Dredge boats mined placer gold deposits on the Swan and Blue Rivers in Summit County from 1898 until 1942. Early boats moved 1,000 cubic yards of gravel each and every 24 hours. The boats were 96 feet by 30 feet and had engines with 100 horsepower. A bucket line moved material to the rear of the dredge, dumping it on a revolving "grizzly" and Trommel screen. Larger stones went into a stacker with 25 pockets about 2 feet square. The stacker piled the stones behind the boat, creating the long piles along the river. The fines washed out through holes in the side of the grizzly into riffles on both sides.

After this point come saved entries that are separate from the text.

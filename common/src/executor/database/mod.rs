// Database query source: dispatches a task's query by database type

mod postgresql;
mod sqlite;

use crate::errors::ExecutionError;
use crate::executor::QuerySource;
use crate::models::{QuerySpec, ResultSet};
use async_trait::async_trait;
use std::time::Duration;

pub use postgresql::PostgreSQLExecutor;
pub use sqlite::SqliteExecutor;

/// Database engines served by the built-in query source
#[derive(Debug, Clone, Copy, PartialEq, Eq)]
pub enum DatabaseKind {
    PostgreSQL,
    Sqlite,
}

impl DatabaseKind {
    /// Resolve a task's free-form `database_type`
    pub fn parse(database_type: &str) -> Option<Self> {
        match database_type.trim().to_ascii_lowercase().as_str() {
            "postgresql" | "postgres" => Some(DatabaseKind::PostgreSQL),
            "sqlite" | "sqlite3" => Some(DatabaseKind::Sqlite),
            _ => None,
        }
    }
}

/// DatabaseQuerySource runs report queries against the configured engine
pub struct DatabaseQuerySource {
    postgres: PostgreSQLExecutor,
    sqlite: SqliteExecutor,
}

impl DatabaseQuerySource {
    /// Create a new DatabaseQuerySource with the specified connect timeout
    pub fn new(connect_timeout_seconds: u64) -> Self {
        let timeout = Duration::from_secs(connect_timeout_seconds);
        Self {
            postgres: PostgreSQLExecutor::new(timeout),
            sqlite: SqliteExecutor::new(timeout),
        }
    }
}

#[async_trait]
impl QuerySource for DatabaseQuerySource {
    #[tracing::instrument(skip(self, spec), fields(database_type = %spec.database_type))]
    async fn fetch(&self, spec: &QuerySpec) -> Result<ResultSet, ExecutionError> {
        match DatabaseKind::parse(&spec.database_type) {
            Some(DatabaseKind::PostgreSQL) => {
                self.postgres.fetch(&spec.database_url, &spec.query).await
            }
            Some(DatabaseKind::Sqlite) => self.sqlite.fetch(&spec.database_url, &spec.query).await,
            None => Err(ExecutionError::UnsupportedDatabase(
                spec.database_type.clone(),
            )),
        }
    }
}

#[cfg(test)]
mod tests {
    use super::*;

    #[test]
    fn test_database_type_aliases() {
        assert_eq!(DatabaseKind::parse("postgresql"), Some(DatabaseKind::PostgreSQL));
        assert_eq!(DatabaseKind::parse("Postgres"), Some(DatabaseKind::PostgreSQL));
        assert_eq!(DatabaseKind::parse(" sqlite "), Some(DatabaseKind::Sqlite));
        assert_eq!(DatabaseKind::parse("mysql"), None);
    }

    #[tokio::test]
    async fn test_sqlite_tasks_routed_to_sqlite() {
        let dir = tempfile::tempdir().unwrap();
        let source = DatabaseQuerySource::new(1);
        let spec = QuerySpec {
            database_type: "sqlite".to_string(),
            database_url: format!("sqlite://{}", dir.path().join("missing.db").display()),
            query: "SELECT 1".to_string(),
        };
        assert!(matches!(
            source.fetch(&spec).await,
            Err(ExecutionError::DatabaseConnectionFailed(reason)) if reason.contains("SQLite")
        ));
    }

    #[tokio::test]
    async fn test_unsupported_database_rejected_before_connecting() {
        let source = DatabaseQuerySource::new(1);
        let spec = QuerySpec {
            database_type: "oracle".to_string(),
            database_url: "oracle://nowhere".to_string(),
            query: "SELECT 1 FROM dual".to_string(),
        };
        assert_eq!(
            source.fetch(&spec).await,
            Err(ExecutionError::UnsupportedDatabase("oracle".to_string()))
        );
    }

    #[tokio::test]
    async fn test_bad_connection_string_is_connection_failure() {
        let source = DatabaseQuerySource::new(1);
        let spec = QuerySpec {
            database_type: "postgresql".to_string(),
            database_url: "not a url".to_string(),
            query: "SELECT 1".to_string(),
        };
        assert!(matches!(
            source.fetch(&spec).await,
            Err(ExecutionError::DatabaseConnectionFailed(_))
        ));
    }
}
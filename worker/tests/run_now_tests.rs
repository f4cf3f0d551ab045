// Tests for on-demand runs through the worker entry point

use async_trait::async_trait;
use chrono::Utc;
use common::errors::{ExecutionError, StoreError};
use common::executor::{ExporterRegistry, QuerySource};
use common::models::{NewTask, NotificationSpec, QuerySpec, ResultSet, TaskEntry};
use common::schedule::ScheduleType;
use common::storage::{FileTaskStore, TaskStore};
use common::worker::{run_now, ExecutionRunner, RunnerOptions};
use serde_json::json;
use std::sync::Arc;

/// Fails for queries against the "broken" database, succeeds otherwise
struct RoutingSource;

#[async_trait]
impl QuerySource for RoutingSource {
    async fn fetch(&self, spec: &QuerySpec) -> Result<ResultSet, ExecutionError> {
        if spec.database_url.ends_with("/broken") {
            return Err(ExecutionError::DatabaseConnectionFailed(
                "connection refused".to_string(),
            ));
        }
        Ok(ResultSet::new(
            vec!["id".to_string()],
            vec![vec![json!(1)], vec![json!(2)]],
        ))
    }
}

fn task(name: &str, database: &str, active: bool) -> NewTask {
    NewTask {
        name: name.to_string(),
        description: String::new(),
        query_spec: QuerySpec {
            database_type: "postgresql".to_string(),
            database_url: format!("postgresql://localhost/{}", database),
            query: "SELECT id FROM orders".to_string(),
        },
        schedule_type: ScheduleType::Cron,
        schedule_config: json!({ "hour": 9, "minute": 0 }).as_object().cloned().unwrap(),
        notification_spec: NotificationSpec {
            export_excel: false,
            ..NotificationSpec::default()
        },
        is_active: active,
    }
}

struct Fixture {
    _dir: tempfile::TempDir,
    store: Arc<FileTaskStore>,
    runner: ExecutionRunner,
}

fn fixture() -> Fixture {
    let dir = tempfile::tempdir().unwrap();
    let store = Arc::new(FileTaskStore::new(dir.path().join("tasks.json")));
    let runner = ExecutionRunner::new(
        store.clone(),
        Arc::new(RoutingSource),
        ExporterRegistry::new(),
        None,
        RunnerOptions {
            output_dir: dir.path().join("reports"),
            execution_timeout: None,
        },
    );
    Fixture {
        _dir: dir,
        store,
        runner,
    }
}

async fn add(store: &FileTaskStore, draft: NewTask) -> TaskEntry {
    store
        .add(TaskEntry::create(draft, Utc::now()).unwrap())
        .await
        .unwrap()
}

#[tokio::test]
async fn test_runs_every_active_task() {
    let f = fixture();
    let ok = add(&f.store, task("sales", "sales", true)).await;
    let broken = add(&f.store, task("stock", "broken", true)).await;
    let paused = add(&f.store, task("paused", "sales", false)).await;

    let summary = run_now(f.store.as_ref(), &f.runner, None).await.unwrap();

    assert_eq!(summary.succeeded, vec![ok.id.clone()]);
    assert_eq!(summary.failed.len(), 1);
    assert_eq!(summary.failed[0].0, broken.id);
    assert!(summary.failed[0].1.contains("connection refused"));
    assert_eq!(summary.skipped, vec![paused.id.clone()]);
    assert!(summary.has_failures());

    let stored = f.store.get(&ok.id).await.unwrap();
    assert_eq!(stored.run_count, 1);
    assert!(stored.last_run_at.is_some());
    assert_eq!(f.store.get(&paused.id).await.unwrap().run_count, 0);

    let stored = f.store.get(&broken.id).await.unwrap();
    assert_eq!(stored.error_count, 1);
    assert!(stored.next_run_at.unwrap() > stored.last_run_at.unwrap());
}

#[tokio::test]
async fn test_runs_single_task_by_id() {
    let f = fixture();
    let first = add(&f.store, task("first", "sales", true)).await;
    let second = add(&f.store, task("second", "sales", true)).await;

    let summary = run_now(f.store.as_ref(), &f.runner, Some(&second.id))
        .await
        .unwrap();

    assert_eq!(summary.succeeded, vec![second.id.clone()]);
    assert!(!summary.has_failures());
    assert_eq!(f.store.get(&first.id).await.unwrap().run_count, 0);
}

#[tokio::test]
async fn test_unknown_task_is_an_error() {
    let f = fixture();
    let result = run_now(f.store.as_ref(), &f.runner, Some("missing")).await;
    assert_eq!(result, Err(StoreError::NotFound("missing".to_string())));
}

Larger boats were soon built as the first boats were deemed too small. The hull of the fourth dredge, which operated from about 1900 to 1905, still floats in its last pond on the Swan River near Galena Gulch. Now the trout in the pond use the remains for shade. This boat chewed through the stream day and night, no doubt to the detriment of those trying to sleep nearby. Known as the Risdon, the dredge produced $20,000 worth of gold in the 1904 season, while moving 2,500 cubic yards of gravel a day.

By 1905, a very large boat was operating in French Gulch, with a capacity of 3,000 cubic yards every 24 hours. In 1906, a boat known as Reliance claimed production of $50,000 in gold in seven months. In 1908, it was converted from steam to electric power. In 1909, Reliance hit a "hot spot" in French Gulch. $40,000 in gold was cleaned from an area less than half an acre in size. Two dredges were operating in French Gulch now, and they produced 21,902 ounces of gold in 1909, and 17,839 ounces in 1910.

The town of Valdora was the service center for the dredge operations. I've been to the site but there is virtually nothing left indicating habitation. Valdora was on the east bank of the Swan, just upstream from its confluence with the Blue River. The town site was destroyed by a dredge boat after the inhabitants moved away.

Nine different boats mined the Brekenridge area. The last dredge worked the Blue River off and on from 1926 until 1942. Then Order L-203 of the War Production Board stopped all mining in Colorado, as war production took precedence over gold production.